Listed records:
※ ※ ※

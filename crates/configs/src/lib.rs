use anyhow::Result;
use serde::Deserialize;
use anyhow::anyhow;

/// Default secret used when neither config nor `JWT_SECRET` provide one.
pub const DEV_JWT_SECRET: &str = "dev-secret-change-me";

#[derive(Debug, Clone, Deserialize, Default)]
pub struct AppConfig {
    #[serde(default)]
    pub server: ServerConfig,
    #[serde(default)]
    pub database: DatabaseConfig,
    #[serde(default)]
    pub storage: StorageConfig,
    #[serde(default)]
    pub auth: AuthConfig,
}

#[derive(Debug, Clone, Deserialize)]
pub struct ServerConfig {
    pub host: String,
    pub port: u16,
    #[serde(default)]
    pub worker_threads: Option<usize>,
}

impl Default for ServerConfig {
    fn default() -> Self {
        Self { host: "127.0.0.1".into(), port: 8080, worker_threads: Some(4) }
    }
}

#[derive(Debug, Clone, Deserialize)]
pub struct DatabaseConfig {
    #[serde(default)]
    pub url: String,
    #[serde(default = "default_max_connections")]
    pub max_connections: u32,
    #[serde(default = "default_min_connections")]
    pub min_connections: u32,
    #[serde(default = "default_connect_timeout")]
    pub connect_timeout_secs: u64,
    #[serde(default = "default_idle_timeout")]
    pub idle_timeout_secs: u64,
    #[serde(default = "default_max_lifetime")]
    pub max_lifetime_secs: u64,
    #[serde(default = "default_acquire_timeout")]
    pub acquire_timeout_secs: u64,
    #[serde(default)]
    pub sqlx_logging: bool,
}

impl Default for DatabaseConfig {
    fn default() -> Self {
        Self {
            url: String::new(),
            max_connections: default_max_connections(),
            min_connections: default_min_connections(),
            connect_timeout_secs: default_connect_timeout(),
            idle_timeout_secs: default_idle_timeout(),
            max_lifetime_secs: default_max_lifetime(),
            acquire_timeout_secs: default_acquire_timeout(),
            sqlx_logging: false,
        }
    }
}

/// Blob storage settings. Buckets live as directories under `root`.
#[derive(Debug, Clone, Deserialize)]
pub struct StorageConfig {
    #[serde(default = "default_storage_root")]
    pub root: String,
    /// Base URL under which `/storage/<bucket>/<path>` is reachable by clients.
    #[serde(default = "default_public_base_url")]
    pub public_base_url: String,
    #[serde(default = "default_max_upload_bytes")]
    pub max_upload_bytes: usize,
}

impl Default for StorageConfig {
    fn default() -> Self {
        Self {
            root: default_storage_root(),
            public_base_url: default_public_base_url(),
            max_upload_bytes: default_max_upload_bytes(),
        }
    }
}

#[derive(Debug, Clone, Deserialize)]
pub struct AuthConfig {
    #[serde(default)]
    pub jwt_secret: String,
    #[serde(default = "default_token_ttl_hours")]
    pub token_ttl_hours: i64,
    #[serde(default)]
    pub bootstrap_admin_email: Option<String>,
    #[serde(default)]
    pub bootstrap_admin_password: Option<String>,
}

impl Default for AuthConfig {
    fn default() -> Self {
        Self {
            jwt_secret: String::new(),
            token_ttl_hours: default_token_ttl_hours(),
            bootstrap_admin_email: None,
            bootstrap_admin_password: None,
        }
    }
}

fn default_max_connections() -> u32 { 10 }
fn default_min_connections() -> u32 { 2 }
fn default_connect_timeout() -> u64 { 30 }
fn default_idle_timeout() -> u64 { 600 }
fn default_max_lifetime() -> u64 { 3600 }
fn default_acquire_timeout() -> u64 { 30 }
fn default_storage_root() -> String { "data/storage".into() }
fn default_public_base_url() -> String { "http://127.0.0.1:8080/storage".into() }
fn default_max_upload_bytes() -> usize { 10 * 1024 * 1024 }
fn default_token_ttl_hours() -> i64 { 12 }

pub fn load_default() -> Result<AppConfig> {
    let path = std::env::var("CONFIG_PATH").unwrap_or_else(|_| "config.toml".to_string());
    load_from_file(&path)
}

pub fn load_from_file(path: &str) -> Result<AppConfig> {
    let content = std::fs::read_to_string(path)?;
    parse(&content)
}

pub fn parse(content: &str) -> Result<AppConfig> {
    let cfg: AppConfig = toml::from_str(content)?;
    Ok(cfg)
}

impl AppConfig {
    /// Load `config.toml` if present, otherwise start from defaults; then apply
    /// env fallbacks and validate.
    pub fn load_and_validate() -> Result<Self> {
        let mut cfg = load_default().unwrap_or_default();
        cfg.normalize_and_validate()?;
        Ok(cfg)
    }

    pub fn normalize_and_validate(&mut self) -> Result<()> {
        self.server.normalize_from_env();
        self.server.normalize()?;
        self.database.normalize_from_env();
        self.database.validate()?;
        self.storage.normalize_from_env();
        self.storage.validate()?;
        self.auth.normalize_from_env();
        self.auth.validate()?;
        Ok(())
    }
}

impl ServerConfig {
    fn normalize_from_env(&mut self) {
        if let Ok(host) = std::env::var("SERVER_HOST") {
            if !host.trim().is_empty() { self.host = host; }
        }
        if let Some(port) = std::env::var("SERVER_PORT").ok().and_then(|p| p.parse::<u16>().ok()) {
            self.port = port;
        }
    }

    fn normalize(&mut self) -> Result<()> {
        if self.host.trim().is_empty() {
            self.host = "127.0.0.1".to_string();
        }
        if self.port == 0 {
            return Err(anyhow!("server.port must be within 1..=65535"));
        }
        match self.worker_threads {
            Some(0) | None => self.worker_threads = Some(4),
            Some(_) => {}
        }
        Ok(())
    }
}

impl DatabaseConfig {
    pub fn normalize_from_env(&mut self) {
        if self.url.trim().is_empty() {
            if let Ok(url) = std::env::var("DATABASE_URL") {
                self.url = url;
            }
        }
    }

    pub fn validate(&self) -> Result<()> {
        if self.url.trim().is_empty() {
            return Err(anyhow!("database.url is empty; set it in config.toml or DATABASE_URL"));
        }
        let lower = self.url.to_lowercase();
        if !(lower.starts_with("postgresql://") || lower.starts_with("postgres://")) {
            return Err(anyhow!("database.url must start with postgresql:// or postgres://"));
        }
        if self.min_connections == 0 {
            return Err(anyhow!("database.min_connections must be >= 1"));
        }
        if self.max_connections < self.min_connections {
            return Err(anyhow!("database.max_connections must be >= min_connections"));
        }
        if self.connect_timeout_secs == 0 || self.acquire_timeout_secs == 0 {
            return Err(anyhow!("database timeouts must be positive seconds"));
        }
        Ok(())
    }
}

impl StorageConfig {
    pub fn normalize_from_env(&mut self) {
        if let Ok(root) = std::env::var("STORAGE_ROOT") {
            if !root.trim().is_empty() { self.root = root; }
        }
        if let Ok(base) = std::env::var("PUBLIC_BASE_URL") {
            if !base.trim().is_empty() { self.public_base_url = base; }
        }
        while self.public_base_url.ends_with('/') {
            self.public_base_url.pop();
        }
    }

    pub fn validate(&self) -> Result<()> {
        if self.root.trim().is_empty() {
            return Err(anyhow!("storage.root must not be empty"));
        }
        if !(self.public_base_url.starts_with("http://") || self.public_base_url.starts_with("https://")) {
            return Err(anyhow!("storage.public_base_url must start with http:// or https://"));
        }
        if self.max_upload_bytes == 0 {
            return Err(anyhow!("storage.max_upload_bytes must be positive"));
        }
        Ok(())
    }
}

impl AuthConfig {
    pub fn normalize_from_env(&mut self) {
        if self.jwt_secret.trim().is_empty() {
            self.jwt_secret = std::env::var("JWT_SECRET").unwrap_or_else(|_| DEV_JWT_SECRET.to_string());
        }
        if self.token_ttl_hours <= 0 {
            self.token_ttl_hours = default_token_ttl_hours();
        }
    }

    pub fn validate(&self) -> Result<()> {
        if self.jwt_secret.len() < 16 {
            return Err(anyhow!("auth.jwt_secret must be at least 16 characters"));
        }
        match (&self.bootstrap_admin_email, &self.bootstrap_admin_password) {
            (Some(_), None) | (None, Some(_)) => {
                Err(anyhow!("auth.bootstrap_admin_email and bootstrap_admin_password must be set together"))
            }
            _ => Ok(()),
        }
    }
}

※ ※ ※

What the task requires: The string to find is "into"; copy every line of the listing that has it.

Reply to the task:
        Self { host: "127.0.0.1".into(), port: 8080, worker_threads: Some(4) }
fn default_storage_root() -> String { "data/storage".into() }
fn default_public_base_url() -> String { "http://127.0.0.1:8080/storage".into() }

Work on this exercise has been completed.